2.3 Ontological Level of Mathematical Objects

My contention that mental images of the Forms, while having greater clarity than sensible ones, share the same ontological level is supported by the text. First, the claim that the objects of pistis and dianoia reside on the same ontological level is suggested by the proportions of the divided line, the ontology presented in lines 596a-598d of Book 10, and the cave allegory.
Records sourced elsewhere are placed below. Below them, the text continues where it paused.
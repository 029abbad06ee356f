use chrono::{DateTime, Utc};

/// Truncated address display: first 6 + last 4 characters
pub fn shorten_address(address: &str) -> String {
    if address.len() <= 10 {
        return address.to_string();
    }
    format!("{}...{}", &address[..6], &address[address.len() - 4..])
}

/// Arithmetic mean, 0 for an empty slice
pub fn mean(values: &[f64]) -> f64 {
    if values.is_empty() {
        return 0.0;
    }
    values.iter().sum::<f64>() / values.len() as f64
}

/// Sample standard deviation (n - 1 denominator), 0 for fewer than two values
pub fn std_dev(values: &[f64]) -> f64 {
    if values.len() < 2 {
        return 0.0;
    }
    let m = mean(values);
    let variance =
        values.iter().map(|v| (v - m) * (v - m)).sum::<f64>() / (values.len() - 1) as f64;
    variance.sqrt()
}

/// Percentile with linear interpolation between closest ranks
///
/// `q` is in [0, 100]. Returns 0 for an empty slice.
pub fn percentile(values: &[f64], q: f64) -> f64 {
    if values.is_empty() {
        return 0.0;
    }
    let mut sorted = values.to_vec();
    sorted.sort_by(|a, b| a.partial_cmp(b).unwrap_or(std::cmp::Ordering::Equal));

    let rank = (q / 100.0) * (sorted.len() - 1) as f64;
    let lower = rank.floor() as usize;
    let upper = rank.ceil() as usize;
    if lower == upper {
        return sorted[lower];
    }
    let frac = rank - lower as f64;
    sorted[lower] + frac * (sorted[upper] - sorted[lower])
}

/// Date-range display for report headers, e.g. "2024-01-02 to 2024-03-05"
pub fn format_date_range(min: DateTime<Utc>, max: DateTime<Utc>) -> String {
    format!("{} to {}", min.format("%Y-%m-%d"), max.format("%Y-%m-%d"))
}
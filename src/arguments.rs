/// Centralized argument handling for tokenscope
///
/// Consolidates all command-line argument parsing and debug flag checking
/// so individual modules never touch `std::env` directly.
///
/// Features:
/// - Centralized CMD_ARGS storage with thread-safe access
/// - Debug flag checking functions per module
/// - Output-toggle flags for the artifact writers
use once_cell::sync::Lazy;
use std::env;
use std::sync::Mutex;

/// Global command-line arguments storage
/// Thread-safe singleton that stores arguments for access throughout the application
pub static CMD_ARGS: Lazy<Mutex<Vec<String>>> = Lazy::new(|| Mutex::new(env::args().collect()));

/// Sets the global command-line arguments
/// Used by tests to override the default env::args() collection
pub fn set_cmd_args(args: Vec<String>) {
    if let Ok(mut cmd_args) = CMD_ARGS.lock() {
        *cmd_args = args;
    }
}

/// Gets a copy of the current command-line arguments
/// Returns a vector clone to avoid holding the mutex lock
pub fn get_cmd_args() -> Vec<String> {
    match CMD_ARGS.lock() {
        Ok(args) => args.clone(),
        Err(_) => {
            // Fallback to env::args if mutex is poisoned
            env::args().collect()
        }
    }
}

/// Checks if a specific argument is present in the command line
pub fn has_arg(arg: &str) -> bool {
    get_cmd_args().iter().any(|a| a == arg)
}

/// Gets the value of a command-line argument that follows a flag
/// Returns None if the flag is not found or has no value
pub fn get_arg_value(flag: &str) -> Option<String> {
    let args = get_cmd_args();
    for (i, arg) in args.iter().enumerate() {
        if arg == flag && i + 1 < args.len() {
            return Some(args[i + 1].clone());
        }
    }
    None
}

// =============================================================================
// DEBUG FLAG CHECKING FUNCTIONS
// These functions check for specific debug flags in the command-line arguments
// =============================================================================

/// Fetcher debug mode (per-page envelope and record diagnostics)
pub fn is_debug_fetch_enabled() -> bool {
    has_arg("--debug-fetch")
}

/// Cleaning debug mode (per-stage drop counts)
pub fn is_debug_cleaning_enabled() -> bool {
    has_arg("--debug-cleaning")
}

/// Analysis debug mode (raw metric values before normalization)
pub fn is_debug_analysis_enabled() -> bool {
    has_arg("--debug-analysis")
}

// =============================================================================
// RUN MODE FLAGS
// =============================================================================

/// Help requested
pub fn is_help_requested() -> bool {
    has_arg("--help") || has_arg("-h")
}

/// Skip writing the radar chart HTML artifact
pub fn is_chart_disabled() -> bool {
    has_arg("--no-chart")
}

/// Skip writing the Excel workbook artifact
pub fn is_excel_disabled() -> bool {
    has_arg("--no-excel")
}

/// Path of the configuration file (--config <path>, default config.json)
pub fn get_config_path() -> String {
    get_arg_value("--config").unwrap_or_else(|| "config.json".to_string())
}

/// Print usage information
pub fn print_help() {
    println!("tokenscope - ERC20 wallet activity analyzer");
    println!();
    println!("USAGE:");
    println!("    tokenscope [OPTIONS]");
    println!();
    println!("OPTIONS:");
    println!("    --config <path>     Configuration file (default: config.json)");
    println!("    --no-chart          Skip the radar chart HTML artifact");
    println!("    --no-excel          Skip the Excel workbook artifact");
    println!("    --debug-fetch       Per-page fetch diagnostics");
    println!("    --debug-cleaning    Per-stage cleaning diagnostics");
    println!("    --debug-analysis    Raw metric values before normalization");
    println!("    -h, --help          Print this help");
}
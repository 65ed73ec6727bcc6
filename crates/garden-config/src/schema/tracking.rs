//! Tracking cadence and status-resolution settings.

use serde::{Deserialize, Serialize};

/// Session, presence and unread tracking.
#[derive(Debug, Clone, Serialize, Deserialize)]
#[serde(default)]
pub struct TrackingConfig {
    /// Master switch; when off every tracker is inert.
    pub enabled: bool,
    /// Seconds between session heartbeats.
    pub heartbeat_interval_secs: u32,
    /// Seconds between presence (`last_seen`) updates.
    pub presence_interval_secs: u32,
}

impl Default for TrackingConfig {
    fn default() -> Self {
        Self {
            enabled: true,
            heartbeat_interval_secs: 30,
            presence_interval_secs: 300,
        }
    }
}

/// Inputs of the derived status resolver.
#[derive(Debug, Clone, Default, Serialize, Deserialize)]
#[serde(default)]
pub struct StatusConfig {
    /// Emails shown as admins in the UI. Display-only: never used to
    /// authorize anything.
    pub admin_display_list: Vec<String>,
}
As has been much noted, any attempt to follow Socrates’ directions in drawing the divided line leads to equality in length in the middle segments, those representing dianoia and pistis.54 I, along with some of the proponents of the sensible things as images of the Forms interpretation, believe that this equality in length indicates equality in ontological level.55 In order to make this argument, however, I must address a challenging objection. Nicholas Smith and Richard Foley argue that one cannot use the equal length of these line segments to support ontological equality while at the same time recognizing greater epistemological clarity in dianoia than in pistis.56 After all, at 511e1-3 Socrates instructs his interlocutors to arrange the epistemological states “in a ratio and consider that each shares in clarity to the degree that the subsection it is set over shares in truth.” However, Socrates explicitly treats dianoia as having greater epistemological clarity than does pistis. At 511d4-5 he describes “thought being intermediate between opinion and understanding,” and at 533d5-7 he says that the dianoetic sciences “need another name, clearer than opinion, darker than knowledge. We called them thought somewhere before.” Epistemological superiority of dianoia is implied by its belonging to the part of the line called knowledge while pistis belongs to the part called opinion (533e) and by the fact that the third level of the cave is illuminated by sun rather than by firelight (516a).

I have two replies to this. First, according to the general reasoning of the objection, equality of length in pistis and dianoia, the epistemological superiority of dianoia over pistis, and the correlation of both degree of reality and degree of clarity with length of segment cannot all be held consistently. Strong arguments have been presented against the claims that equality of length in segments is an insignificant mistake on Plato’s part,57 and evidence that he viewed dianoia as superior to pistis in epistemological clarity is plentiful. If the equality of the segments is not accidental, and if the equality does not pertain to degrees of epistemological clarity, it is highly likely to apply to ontology. I avoid contradiction by questioning the assumption that length of line is correlated with both ontology and epistemological clarity.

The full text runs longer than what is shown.